2015: A new C semantics research group

June 30, 2015 3 comments

A very new PhD student research group working on C semantics has just appeared on the horizon. You can tell they are very new to C semantics by the sloppy wording in their survey of C users (what is a ‘normal’ compiler and how does it differ from the ‘current mainstream’ compiler referred to in some questions? I’m surprised the outcome appeared clear to the authors, given the jumble of multiple choice options given to respondents).

Over the years a number of these groups have appeared, existed until their members received a PhD and then disappeared. In some cases one of the group members does something that shows a lot of potential (e.g., the C-semantics work), but the nature of academic research means that either the freshly minted PhD moves to industry or else moves on to another research area.

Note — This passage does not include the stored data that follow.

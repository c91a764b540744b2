//! 密码重置令牌存储操作

use super::SeaOrmStorage;
use crate::entity::password_reset_tokens::{ActiveModel, Column, Entity as PasswordResetTokens};
use crate::entity::users::{ActiveModel as UserActiveModel, Entity as Users};
use crate::errors::{NotaDezError, Result};
use crate::models::auth::PasswordResetToken;
use sea_orm::{ActiveModelTrait, ColumnTrait, EntityTrait, QueryFilter, Set, TransactionTrait};

impl SeaOrmStorage {
    pub async fn create_password_reset_token_impl(
        &self,
        user_id: i64,
        token_hash: &str,
        expires_at: i64,
    ) -> Result<i64> {
        let model = ActiveModel {
            user_id: Set(user_id),
            token_hash: Set(token_hash.to_string()),
            expires_at: Set(expires_at),
            used: Set(false),
            created_at: Set(chrono::Utc::now().timestamp()),
            ..Default::default()
        };

        let result = model
            .insert(&self.db)
            .await
            .map_err(|e| NotaDezError::from_db("创建重置令牌失败", e))?;

        Ok(result.id)
    }

    pub async fn get_password_reset_token_impl(
        &self,
        token_hash: &str,
    ) -> Result<Option<PasswordResetToken>> {
        let result = PasswordResetTokens::find()
            .filter(Column::TokenHash.eq(token_hash))
            .one(&self.db)
            .await
            .map_err(|e| NotaDezError::from_db("查询重置令牌失败", e))?;

        Ok(result.map(|m| m.into_reset_token()))
    }

    pub async fn mark_password_reset_token_used_impl(&self, token_id: i64) -> Result<bool> {
        let result = PasswordResetTokens::update_many()
            .col_expr(Column::Used, sea_orm::sea_query::Expr::value(true))
            .filter(Column::Id.eq(token_id))
            .exec(&self.db)
            .await
            .map_err(|e| NotaDezError::from_db("更新重置令牌失败", e))?;

        Ok(result.rows_affected > 0)
    }

    pub async fn delete_password_reset_token_impl(&self, token_id: i64) -> Result<bool> {
        let result = PasswordResetTokens::delete_by_id(token_id)
            .exec(&self.db)
            .await
            .map_err(|e| NotaDezError::from_db("删除重置令牌失败", e))?;

        Ok(result.rows_affected > 0)
    }

    /// 作废令牌并更新密码
    ///
    /// 令牌只能被消费一次；已被使用时返回 `NotFound` 并回滚。
    pub async fn reset_password_with_token_impl(
        &self,
        token_id: i64,
        user_id: i64,
        password_hash: &str,
    ) -> Result<()> {
        let txn = self
            .db
            .begin()
            .await
            .map_err(|e| NotaDezError::from_db("开启事务失败", e))?;

        let consumed = PasswordResetTokens::update_many()
            .col_expr(Column::Used, sea_orm::sea_query::Expr::value(true))
            .filter(Column::Id.eq(token_id))
            .filter(Column::Used.eq(false))
            .exec(&txn)
            .await
            .map_err(|e| NotaDezError::from_db("更新重置令牌失败", e))?;
        if consumed.rows_affected == 0 {
            return Err(NotaDezError::not_found("Reset token already used"));
        }

        let user = Users::find_by_id(user_id)
            .one(&txn)
            .await
            .map_err(|e| NotaDezError::from_db("查询用户失败", e))?
            .ok_or_else(|| NotaDezError::not_found("User not found"))?;

        let mut active: UserActiveModel = user.into();
        active.password_hash = Set(password_hash.to_string());
        active.updated_at = Set(chrono::Utc::now().timestamp());
        active
            .update(&txn)
            .await
            .map_err(|e| NotaDezError::from_db("更新密码失败", e))?;

        txn.commit()
            .await
            .map_err(|e| NotaDezError::from_db("提交事务失败", e))?;

        Ok(())
    }
}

Unfortunately most groups are overwhelmed by the task and pivot into meaningless subsets of concentrating on mathematical organisms. Very, very occasionally interesting work gets supported once the PhD is out of the way, Coccinelle being the stand-out example for C.

It takes implementing a full compiler (as part of a PhD or otherwise) to learn C semantics well enough to do meaningful research on it. The world seems to be stuck in a loop of using research to educate know-nothings until they know-something and then sending them off on another track. This is why C language researchers keep repeating themselves every 10 years or so.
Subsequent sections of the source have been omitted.